About this exercise → Go line by line through the data and copy those with the word "display".

Task inputs →
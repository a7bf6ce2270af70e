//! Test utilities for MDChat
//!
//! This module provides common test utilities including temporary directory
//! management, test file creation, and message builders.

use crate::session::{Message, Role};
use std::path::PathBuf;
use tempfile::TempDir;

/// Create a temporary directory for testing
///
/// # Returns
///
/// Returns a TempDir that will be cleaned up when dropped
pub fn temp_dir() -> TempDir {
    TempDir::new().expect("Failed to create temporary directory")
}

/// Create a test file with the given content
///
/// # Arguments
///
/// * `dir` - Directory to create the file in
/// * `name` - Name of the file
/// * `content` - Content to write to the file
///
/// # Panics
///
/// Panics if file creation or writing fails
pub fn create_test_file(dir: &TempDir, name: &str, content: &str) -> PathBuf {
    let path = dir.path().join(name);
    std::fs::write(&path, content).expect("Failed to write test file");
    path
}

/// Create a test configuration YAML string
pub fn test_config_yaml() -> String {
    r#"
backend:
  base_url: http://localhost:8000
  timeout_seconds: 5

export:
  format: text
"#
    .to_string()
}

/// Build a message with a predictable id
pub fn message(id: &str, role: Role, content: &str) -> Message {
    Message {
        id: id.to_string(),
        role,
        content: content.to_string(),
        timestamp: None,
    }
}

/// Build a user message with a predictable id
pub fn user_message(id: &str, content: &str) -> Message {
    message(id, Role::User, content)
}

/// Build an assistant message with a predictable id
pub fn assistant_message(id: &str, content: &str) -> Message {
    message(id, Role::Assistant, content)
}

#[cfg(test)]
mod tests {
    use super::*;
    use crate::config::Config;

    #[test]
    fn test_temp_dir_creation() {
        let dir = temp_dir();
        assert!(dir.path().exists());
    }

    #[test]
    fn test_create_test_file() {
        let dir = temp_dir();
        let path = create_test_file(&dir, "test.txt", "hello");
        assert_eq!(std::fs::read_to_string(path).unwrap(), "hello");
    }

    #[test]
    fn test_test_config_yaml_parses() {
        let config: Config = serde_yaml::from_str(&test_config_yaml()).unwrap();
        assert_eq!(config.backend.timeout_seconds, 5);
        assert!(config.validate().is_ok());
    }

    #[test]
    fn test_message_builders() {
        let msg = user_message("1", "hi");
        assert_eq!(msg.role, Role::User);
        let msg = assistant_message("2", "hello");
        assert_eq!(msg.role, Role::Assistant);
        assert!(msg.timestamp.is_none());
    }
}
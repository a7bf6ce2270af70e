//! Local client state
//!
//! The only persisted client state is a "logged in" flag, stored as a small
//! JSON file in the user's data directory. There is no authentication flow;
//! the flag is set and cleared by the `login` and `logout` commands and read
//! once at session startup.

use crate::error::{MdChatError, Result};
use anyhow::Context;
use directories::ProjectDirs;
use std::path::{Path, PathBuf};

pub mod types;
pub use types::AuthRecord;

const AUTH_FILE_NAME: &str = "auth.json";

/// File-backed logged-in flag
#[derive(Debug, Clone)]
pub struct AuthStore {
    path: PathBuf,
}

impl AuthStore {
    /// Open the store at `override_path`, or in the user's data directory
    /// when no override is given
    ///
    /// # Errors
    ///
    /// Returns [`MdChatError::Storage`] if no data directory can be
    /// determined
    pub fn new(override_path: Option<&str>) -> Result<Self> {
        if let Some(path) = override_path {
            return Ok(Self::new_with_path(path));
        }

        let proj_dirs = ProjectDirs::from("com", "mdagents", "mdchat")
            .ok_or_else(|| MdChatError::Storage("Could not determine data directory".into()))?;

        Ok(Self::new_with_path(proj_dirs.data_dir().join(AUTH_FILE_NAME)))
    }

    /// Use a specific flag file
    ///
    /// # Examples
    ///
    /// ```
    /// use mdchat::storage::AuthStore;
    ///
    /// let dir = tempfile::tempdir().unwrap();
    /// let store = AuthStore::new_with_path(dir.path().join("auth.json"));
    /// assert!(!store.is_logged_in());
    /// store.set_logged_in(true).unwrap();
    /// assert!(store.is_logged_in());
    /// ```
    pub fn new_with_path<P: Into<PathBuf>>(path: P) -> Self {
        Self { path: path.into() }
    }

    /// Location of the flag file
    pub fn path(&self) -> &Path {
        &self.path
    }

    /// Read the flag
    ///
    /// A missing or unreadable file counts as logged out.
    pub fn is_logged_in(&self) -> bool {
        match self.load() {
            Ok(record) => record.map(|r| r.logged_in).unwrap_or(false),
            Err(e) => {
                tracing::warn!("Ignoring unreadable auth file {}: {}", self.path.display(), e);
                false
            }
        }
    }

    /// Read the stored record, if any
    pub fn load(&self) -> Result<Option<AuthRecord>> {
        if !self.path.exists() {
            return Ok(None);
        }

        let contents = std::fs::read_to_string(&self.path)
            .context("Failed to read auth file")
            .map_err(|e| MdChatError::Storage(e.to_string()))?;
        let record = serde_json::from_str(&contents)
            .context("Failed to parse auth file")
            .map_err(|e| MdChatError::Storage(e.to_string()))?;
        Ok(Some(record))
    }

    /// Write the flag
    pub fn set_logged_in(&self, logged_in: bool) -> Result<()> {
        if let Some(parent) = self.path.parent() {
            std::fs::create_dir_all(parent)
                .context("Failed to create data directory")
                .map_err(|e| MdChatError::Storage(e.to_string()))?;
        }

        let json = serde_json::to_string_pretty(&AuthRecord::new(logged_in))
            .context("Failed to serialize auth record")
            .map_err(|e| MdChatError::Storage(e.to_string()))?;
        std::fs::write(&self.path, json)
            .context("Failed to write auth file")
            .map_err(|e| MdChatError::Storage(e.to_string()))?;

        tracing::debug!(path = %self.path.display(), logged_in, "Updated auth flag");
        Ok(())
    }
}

==

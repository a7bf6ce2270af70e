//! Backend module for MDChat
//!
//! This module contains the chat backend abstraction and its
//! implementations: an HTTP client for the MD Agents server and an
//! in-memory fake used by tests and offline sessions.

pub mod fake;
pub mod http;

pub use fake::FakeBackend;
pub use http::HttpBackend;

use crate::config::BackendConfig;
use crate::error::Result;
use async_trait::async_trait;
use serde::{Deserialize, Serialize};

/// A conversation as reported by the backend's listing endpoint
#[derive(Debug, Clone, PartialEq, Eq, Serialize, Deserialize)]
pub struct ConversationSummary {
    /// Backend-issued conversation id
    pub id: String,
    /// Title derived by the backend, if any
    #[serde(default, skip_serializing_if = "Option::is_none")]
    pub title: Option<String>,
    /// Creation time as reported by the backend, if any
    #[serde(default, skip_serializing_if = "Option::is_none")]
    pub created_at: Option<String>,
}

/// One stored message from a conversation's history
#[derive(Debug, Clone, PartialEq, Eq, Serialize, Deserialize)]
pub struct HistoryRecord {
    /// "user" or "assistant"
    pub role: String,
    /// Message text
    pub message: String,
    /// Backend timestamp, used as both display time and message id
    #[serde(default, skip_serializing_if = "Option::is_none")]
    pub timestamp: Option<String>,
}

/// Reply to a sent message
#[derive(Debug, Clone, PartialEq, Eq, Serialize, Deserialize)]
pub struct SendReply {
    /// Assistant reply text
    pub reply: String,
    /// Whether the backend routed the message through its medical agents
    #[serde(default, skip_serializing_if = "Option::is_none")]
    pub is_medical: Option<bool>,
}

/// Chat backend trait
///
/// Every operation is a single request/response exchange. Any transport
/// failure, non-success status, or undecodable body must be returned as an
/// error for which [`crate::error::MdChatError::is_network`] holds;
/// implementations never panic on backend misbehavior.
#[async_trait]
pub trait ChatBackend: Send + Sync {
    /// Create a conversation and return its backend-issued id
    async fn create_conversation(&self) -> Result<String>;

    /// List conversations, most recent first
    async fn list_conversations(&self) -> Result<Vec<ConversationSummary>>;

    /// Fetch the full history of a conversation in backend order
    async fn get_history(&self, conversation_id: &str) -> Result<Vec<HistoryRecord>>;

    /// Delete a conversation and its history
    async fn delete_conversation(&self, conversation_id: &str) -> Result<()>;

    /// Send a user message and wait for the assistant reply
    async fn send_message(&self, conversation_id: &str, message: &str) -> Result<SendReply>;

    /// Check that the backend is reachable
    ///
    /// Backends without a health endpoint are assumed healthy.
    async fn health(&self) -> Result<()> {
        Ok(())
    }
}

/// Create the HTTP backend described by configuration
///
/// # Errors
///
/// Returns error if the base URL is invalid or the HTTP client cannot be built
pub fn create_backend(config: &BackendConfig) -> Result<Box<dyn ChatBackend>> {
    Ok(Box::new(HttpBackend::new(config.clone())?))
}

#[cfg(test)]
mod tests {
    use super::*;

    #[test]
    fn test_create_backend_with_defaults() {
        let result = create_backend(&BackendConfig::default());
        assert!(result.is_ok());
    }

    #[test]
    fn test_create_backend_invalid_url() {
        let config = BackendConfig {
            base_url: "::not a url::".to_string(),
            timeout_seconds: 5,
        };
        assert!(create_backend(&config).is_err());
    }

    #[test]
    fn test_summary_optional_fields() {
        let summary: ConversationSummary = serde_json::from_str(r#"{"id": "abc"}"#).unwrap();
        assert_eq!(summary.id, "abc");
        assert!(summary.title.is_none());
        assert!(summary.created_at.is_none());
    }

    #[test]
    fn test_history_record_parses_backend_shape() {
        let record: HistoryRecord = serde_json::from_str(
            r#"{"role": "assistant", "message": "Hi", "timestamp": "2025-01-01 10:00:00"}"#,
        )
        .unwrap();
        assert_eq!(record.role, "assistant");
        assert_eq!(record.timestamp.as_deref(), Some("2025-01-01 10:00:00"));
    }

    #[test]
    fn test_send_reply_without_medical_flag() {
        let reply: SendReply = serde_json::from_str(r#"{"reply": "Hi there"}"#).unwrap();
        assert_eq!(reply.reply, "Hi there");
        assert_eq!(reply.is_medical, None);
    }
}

Completed task →
                tracing::warn!("Ignoring unreadable auth file {}: {}", self.path.display(), e);
        tracing::debug!(path = %self.path.display(), logged_in, "Updated auth flag");
    /// Backend timestamp, used as both display time and message id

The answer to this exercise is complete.